She earned 17 Battle Stars for service in World War II, Korea and Vietnam.


Ingham was built at the Philadelphia Navy Yard The Treasury Department awarded her contract on 30 January 1934. Her keel was laid on 1 May 1935 and she was launched on 3 June 1936 along with her sisters William J. Duane and Roger B. Taney. Ingham was christened by Ms. Katherine Ingham Brush on that date and the new cutter was formally commissioned on 12 September 1936.

Ingham served with distinction during World War II on convoy duty. Protecting ships ferrying vital supplies to Britain, Ingham battled stormy weather, German U-Boats, and enemy aircraft. On 15 December 1942, during one crossing, Ingham engaged and sank the enemy submarine U-626. After 1944, Ingham served as an amphibious flagship and she would later take part in six campaigns in the Pacific Theater. The Ingham was the last active warship in the US fleet with a U-Boat kill.

Ingham patrolled the waters surrounding Korea during the 1950-1953 Korean War and earned a Presidential Unit Citation for her service during the 1959-1975 Vietnam War.

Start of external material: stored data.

// WHY: URL extraction rewrites the text, so ranges are derived from the rewritten output
// Two phases: plan every replacement against the original, then splice left to right

use serde::Serialize;
use tracing::{debug, warn};

use super::URL_MIN_LENGTH;
use crate::entity::{ElementResult, Entity, EntityType, TextRange};
use crate::normalization::{trim_token, trimmed_range, truncate_display};
use crate::scanner::{scan, RecognizerRule, UrlGroupLayout, UrlSyntax};

/// How URL display text is shortened
#[derive(Debug, Clone, Default, PartialEq, Eq)]
pub struct ShortenOptions {
    /// Longest display text in grapheme clusters; `None` keeps it whole
    pub max_display_length: Option<usize>,
    /// Marker appended to truncated text, counted inside the limit
    pub ellipsis: Option<String>,
}

impl ShortenOptions {
    pub fn with_max_length(max_display_length: usize) -> Self {
        Self {
            max_display_length: Some(max_display_length),
            ellipsis: None,
        }
    }

    fn shorten(&self, alter: &str) -> String {
        truncate_display(alter, self.max_display_length, self.ellipsis.as_deref())
    }
}

/// Result of URL extraction: elements plus the text their ranges index into
#[derive(Debug, Clone, PartialEq, Eq, Serialize)]
pub struct UrlRewrite {
    pub elements: Vec<ElementResult>,
    pub text: String,
}

/// One planned substitution, addressed in the original text
#[derive(Debug, Clone, PartialEq, Eq)]
struct Replacement {
    span: TextRange,
    original: String,
    alter: String,
    link: String,
}

/// Extract URLs, replace each with its display text and report ranges in the new text
pub fn extract_and_shorten(
    text: &str,
    rule: &RecognizerRule,
    layout: &UrlGroupLayout,
    range: TextRange,
    options: &ShortenOptions,
) -> UrlRewrite {
    let replacements = plan_replacements(text, rule, layout, range, options);
    apply_replacements(text, replacements)
}

fn plan_replacements(
    text: &str,
    rule: &RecognizerRule,
    layout: &UrlGroupLayout,
    range: TextRange,
    options: &ShortenOptions,
) -> Vec<Replacement> {
    let mut replacements = Vec::new();

    for raw in scan(text, rule, range) {
        if raw.range().char_len(text) <= URL_MIN_LENGTH {
            continue;
        }
        let Some(syntax) = UrlSyntax::from_match(&raw, layout) else {
            debug!("URL match at {} fits no known syntax", raw.range());
            continue;
        };

        let trimmed = |range: TextRange| range.slice(text).map(trim_token).unwrap_or_default();
        let (span, alter, link) = match syntax {
            UrlSyntax::Labeled { label, link } => (
                trimmed_range(text, raw.range()),
                trimmed(label),
                trimmed(link),
            ),
            UrlSyntax::Explicit { link, alias } => {
                let link = trimmed(link);
                let alter = alias.map(trimmed).filter(|a| !a.is_empty()).unwrap_or(link);
                (trimmed_range(text, raw.range()), alter, link)
            }
            UrlSyntax::Plain { url } => {
                let span = trimmed_range(text, url);
                let word = trimmed(url);
                (span, word, word)
            }
        };

        let Some(original) = span.slice(text) else {
            continue;
        };
        replacements.push(Replacement {
            span,
            original: original.to_string(),
            alter: options.shorten(alter),
            link: link.to_string(),
        });
    }

    replacements
}

fn apply_replacements(text: &str, replacements: Vec<Replacement>) -> UrlRewrite {
    let mut rewritten = String::with_capacity(text.len());
    let mut elements = Vec::with_capacity(replacements.len());
    let mut cursor = 0;

    for replacement in replacements {
        if replacement.span.location < cursor {
            warn!(
                "Skipping URL replacement at {} overlapping an earlier one",
                replacement.span
            );
            continue;
        }

        rewritten.push_str(&text[cursor..replacement.span.location]);
        let range = TextRange::new(rewritten.len(), replacement.alter.len());
        rewritten.push_str(&replacement.alter);
        cursor = replacement.span.end();

        debug!(
            "Rewrote URL {:?} as {:?} at {}",
            replacement.original, replacement.alter, range
        );
        elements.push(ElementResult::new(
            range,
            Entity::Url {
                original: replacement.original,
                alter: replacement.alter,
                link: replacement.link,
            },
            EntityType::Url,
        ));
    }
    rewritten.push_str(&text[cursor..]);

    UrlRewrite {
        elements,
        text: rewritten,
    }
}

After the war the cutter returned to regular Coast Guard duties, serving until 1988, when she was decommissioned. At that time, Ingham “was the oldest commissioned U.S. warship afloat”.

Technical Specifications

Laid down: 1 May 1935
Launched: 3 June 1936
Commissioned: 12 September 1936
Decommissioned: 27 May 1988
Motto: Semper Paratus
Fate: Museum ship

General Characteristics
Displacement: 2,700 tons
Length: 327 ft (100 m)
Beam: 41 ft (12 m)
Propulsion: 2 Babcock & Wilcox boilers and 2 Westinghouse double reduction geared steam turbine engines; 6,200 hp (4.6 MW)
Speed: 21 knots (39 km/h)
Range: 8,270 nmi. (15,000 km)
Complement: 120 to 300 men (depending on time period)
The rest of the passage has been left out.